Re: S3a directory committer thread out of memoty

Posted by Ofer Eliassaf <of...@gmail.com>.
Hi,
Thanks for the reply. I am not using EMR. Using open source Spark with
directory comitter.

On Tue, Nov 23, 2021 at 7:38 PM Gourav Sengupta <go...@gmail.com>
wrote:

> Hi,
> are you using EMR? In case you are I think that EMRFS should be used and
> s3a has been deprecated, in case I am not mistaken, almost 4 years back.
>
> Regards,
> Gourav
>
>
> On Tue, Nov 23, 2021 at 4:39 PM Ofer Eliassaf <of...@gmail.com>
> wrote:
>
>> Hi all,
>>
>> Would really like to get some help here.
>>
>> We are using Spark3.1.2 using standalone cluster.
>>
>>
>> Since we started using the s3a directory committer, our spark jobs
>> stability and performance grew significantly!
>>
>>
>>
>> Lately however we are completely baffled troubleshooting this s3a
>> directory committer issue for days,
>>
>> and wonder if you have any idea what's going on?
>>
>>
>>
>> Our spark jobs fail because of  Java OOM (or rather process limit) error:
>>
>>
>>  An error occurred while calling
>> None.org.apache.spark.api.java.JavaSparkContext.
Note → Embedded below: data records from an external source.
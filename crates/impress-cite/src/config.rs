//! Configuration for impress-cite
//!
//! Controls the candidate cache window and how candidates are projected.

use std::path::Path;

use chrono::Duration;
use serde::{Deserialize, Serialize};

use crate::error::{CiteError, Result};

/// Longest accepted cache window
pub const MAX_CACHE_WINDOW_MS: u64 = 60_000;

/// Citation index configuration
#[derive(Debug, Clone, PartialEq, Eq, Serialize, Deserialize)]
#[serde(default)]
pub struct CiteConfig {
    /// Candidates are reused until this many milliseconds have passed
    pub cache_window_ms: u64,
    /// Absent author/title/journal fields contribute `"undefined"` to the
    /// filter text instead of an empty string
    pub legacy_undefined_fields: bool,
    /// Keep only the first candidate for each citation key
    pub deduplicate_keys: bool,
}

impl Default for CiteConfig {
    fn default() -> Self {
        Self {
            cache_window_ms: 1000,
            legacy_undefined_fields: false,
            deduplicate_keys: false,
        }
    }
}

impl CiteConfig {
    pub fn new() -> Self {
        Self::default()
    }

    /// Cache window as a duration.
    ///
    /// Values above [`MAX_CACHE_WINDOW_MS`] are capped there. Configurations
    /// loaded through `from_toml`, `from_json` or `from_file` are rejected
    /// instead; one built in code is only capped.
    pub fn cache_window(&self) -> Duration {
        Duration::milliseconds(self.cache_window_ms.min(MAX_CACHE_WINDOW_MS) as i64)
    }

    /// Load configuration from a TOML string
    pub fn from_toml(toml_str: &str) -> Result<Self> {
        let config: Self = toml::from_str(toml_str)?;
        config.validate()?;
        Ok(config)
    }

    /// Load configuration from a TOML file
    pub fn from_file(path: impl AsRef<Path>) -> Result<Self> {
        let path = path.as_ref();
        let text = std::fs::read_to_string(path).map_err(|source| CiteError::UnreadableConfig {
            path: path.to_path_buf(),
            source,
        })?;
        Self::from_toml(&text)
    }

    /// Serialize configuration to TOML
    pub fn to_toml(&self) -> Result<String> {
        Ok(toml::to_string_pretty(self)?)
    }

    /// Load configuration from a JSON string
    pub fn from_json(json_str: &str) -> Result<Self> {
        let config: Self = serde_json::from_str(json_str)?;
        config.validate()?;
        Ok(config)
    }

    /// Serialize configuration to JSON
    pub fn to_json(&self) -> Result<String> {
        Ok(serde_json::to_string_pretty(self)?)
    }

    /// Validate configuration values
    pub fn validate(&self) -> Result<()> {
        if self.cache_window_ms > MAX_CACHE_WINDOW_MS {
            return Err(CiteError::Config(format!(
                "cache_window_ms must be at most {}, got {}",
                MAX_CACHE_WINDOW_MS, self.cache_window_ms
            )));
        }
        Ok(())
    }
}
>> : java.lang.OutOfMemoryError: unable to create native thread: possibly
>> out of memory or process/resource limits reached at
>> java.base/java.lang.Thread.start0(Native Method) at
>> java.base/java.lang.Thread.start(Thread.java:803) at
>> java.base/java.util.concurrent.ThreadPoolExecutor.addWorker(ThreadPoolExecutor.java:937)
>> at
>> java.base/java.util.concurrent.ThreadPoolExecutor.execute(ThreadPoolExecutor.java:1343)
>> at
>> java.base/java.util.concurrent.AbstractExecutorService.submit(AbstractExecutorService.java:118)
>> at
>> java.base/java.util.concurrent.Executors$DelegatedExecutorService.submit(Executors.java:714)
>> at
>> org.apache.spark.rpc.netty.DedicatedMessageLoop.$anonfun$new$1(MessageLoop.scala:174)
>> at
>> org.apache.spark.rpc.netty.DedicatedMessageLoop.$anonfun$new$1$adapted(MessageLoop.scala:173)
>> at scala.collection.immutable.Range.foreach(Range.scala:158) at
>> org.apache.spark.rpc.netty.DedicatedMessageLoop.<init>(MessageLoop.scala:173)
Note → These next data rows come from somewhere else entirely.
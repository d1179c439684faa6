//! Candidate query engine with a time-gated cache.
//!
//! Completion is requested on nearly every keystroke, so the flattened
//! candidate list is kept for a short window (one second by default). Within
//! that window the cached list is returned as-is, even if the index has
//! changed since; callers that need the change immediately call
//! [`QueryEngine::invalidate`].

use std::collections::HashSet;
use std::sync::Arc;

use chrono::{DateTime, Duration, Utc};

use crate::candidate::Candidate;
use crate::clock::{Clock, SystemClock};
use crate::config::CiteConfig;
use crate::index::SourceIndex;

/// The last computed candidate list and when it was computed.
#[derive(Debug, Clone)]
pub struct CandidateCache {
    pub data: Arc<[Candidate]>,
    pub computed_at: Option<DateTime<Utc>>,
}

impl CandidateCache {
    fn empty() -> Self {
        Self {
            data: Arc::from(Vec::new()),
            computed_at: None,
        }
    }

    /// Fresh until more than `window` has passed since the last computation
    pub fn is_fresh(&self, now: DateTime<Utc>, window: Duration) -> bool {
        self.computed_at
            .is_some_and(|computed_at| now - computed_at <= window)
    }
}

impl Default for CandidateCache {
    fn default() -> Self {
        Self::empty()
    }
}

/// Builds completion candidates from a [`SourceIndex`].
#[derive(Debug)]
pub struct QueryEngine<C: Clock = SystemClock> {
    clock: C,
    window: Duration,
    legacy_undefined: bool,
    deduplicate_keys: bool,
    cache: CandidateCache,
}

impl QueryEngine<SystemClock> {
    pub fn new(config: &CiteConfig) -> Self {
        Self::with_clock(config, SystemClock)
    }
}

impl<C: Clock> QueryEngine<C> {
    /// Build an engine. An out-of-range cache window is capped (see
    /// [`CiteConfig::cache_window`]) and logged.
    pub fn with_clock(config: &CiteConfig, clock: C) -> Self {
        if let Err(e) = config.validate() {
            tracing::warn!(
                "{}; using a {} ms cache window",
                e,
                config.cache_window().num_milliseconds()
            );
        }
        Self {
            clock,
            window: config.cache_window(),
            legacy_undefined: config.legacy_undefined_fields,
            deduplicate_keys: config.deduplicate_keys,
            cache: CandidateCache::default(),
        }
    }

    /// Candidates for every indexed entry, recomputed at most once per window.
    pub fn provide(&mut self, index: &SourceIndex) -> Arc<[Candidate]> {
        let now = self.clock.now();
        if !self.cache.is_fresh(now, self.window) {
            self.cache = CandidateCache {
                data: self.build(index).into(),
                computed_at: Some(now),
            };
            tracing::debug!("Rebuilt {} citation candidates", self.cache.data.len());
        }
        Arc::clone(&self.cache.data)
    }

    /// Candidates matching every term of `query`, at most `limit` of them.
    pub fn provide_matching(
        &mut self,
        index: &SourceIndex,
        query: &str,
        limit: Option<usize>,
    ) -> Vec<Candidate> {
        let candidates = self.provide(index);
        candidates
            .iter()
            .filter(|c| c.matches(query))
            .take(limit.unwrap_or(usize::MAX))
            .cloned()
            .collect()
    }

    /// Drop the cached list so the next call recomputes.
    pub fn invalidate(&mut self) {
        self.cache = CandidateCache::default();
    }

    pub fn cache(&self) -> &CandidateCache {
        &self.cache
    }

    pub fn clock(&self) -> &C {
        &self.clock
    }

    fn build(&self, index: &SourceIndex) -> Vec<Candidate> {
        let mut seen = HashSet::new();
        index
            .entries()
            .filter(|entry| !self.deduplicate_keys || seen.insert(entry.key.as_str()))
            .map(|entry| Candidate::from_entry(entry, self.legacy_undefined))
            .collect()
    }
}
>> at org.apache.spark.rpc.netty.Dispatcher.liftedTree1$1(Dispatcher.scala:75)
>> at
>> org.apache.spark.rpc.netty.Dispatcher.registerRpcEndpoint(Dispatcher.scala:72)
>> at
>> org.apache.spark.rpc.netty.NettyRpcEnv.setupEndpoint(NettyRpcEnv.scala:136)
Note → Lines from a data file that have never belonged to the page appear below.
//! Time source for the candidate cache.

use std::sync::atomic::{AtomicI64, Ordering};
use std::sync::Arc;

use chrono::{DateTime, Duration, Utc};

/// Source of the current time.
pub trait Clock {
    fn now(&self) -> DateTime<Utc>;
}

/// Wall-clock time.
#[derive(Debug, Clone, Copy, Default)]
pub struct SystemClock;

impl Clock for SystemClock {
    fn now(&self) -> DateTime<Utc> {
        Utc::now()
    }
}

/// A clock that only moves when told to.
///
/// Clones share the same time, so a test can keep a handle and advance the
/// clock owned by a query engine.
#[derive(Debug, Clone)]
pub struct ManualClock {
    millis: Arc<AtomicI64>,
}

impl ManualClock {
    pub fn new(start: DateTime<Utc>) -> Self {
        Self {
            millis: Arc::new(AtomicI64::new(start.timestamp_millis())),
        }
    }

    pub fn advance(&self, by: Duration) {
        self.millis.fetch_add(by.num_milliseconds(), Ordering::SeqCst);
    }

    pub fn set(&self, at: DateTime<Utc>) {
        self.millis.store(at.timestamp_millis(), Ordering::SeqCst);
    }
}

impl Default for ManualClock {
    fn default() -> Self {
        Self::new(DateTime::<Utc>::UNIX_EPOCH)
    }
}

impl Clock for ManualClock {
    fn now(&self) -> DateTime<Utc> {
        let millis = self.millis.load(Ordering::SeqCst);
        DateTime::from_timestamp_millis(millis).unwrap_or(DateTime::<Utc>::UNIX_EPOCH)
    }
}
>> at org.apache.spark.storage.BlockManager.<init>(BlockManager.scala:231) at
>> org.apache.spark.SparkEnv$.create(SparkEnv.scala:394) at
>> org.apache.spark.SparkEnv$.createDriverEnv(SparkEnv.scala:189) at
>> org.apache.spark.SparkContext.createSparkEnv(SparkContext.scala:277) at
>> org.apache.spark.SparkContext.<init>(SparkContext.scala:458) at
>> org.apache.spark.api.java.JavaSparkContext.<init>(JavaSparkContext.scala:58)
>> at
>> java.base/jdk.internal.reflect.NativeConstructorAccessorImpl.newInstance0(Native
>> Method) at
>> java.base/jdk.internal.reflect.NativeConstructorAccessorImpl.newInstance(NativeConstructorAccessorImpl.java:62)
>> at
>> java.base/jdk.internal.reflect.DelegatingConstructorAccessorImpl.newInstance(DelegatingConstructorAccessorImpl.java:45)
>> at
>> java.base/java.lang.reflect.Constructor.newInstance(Constructor.java:490)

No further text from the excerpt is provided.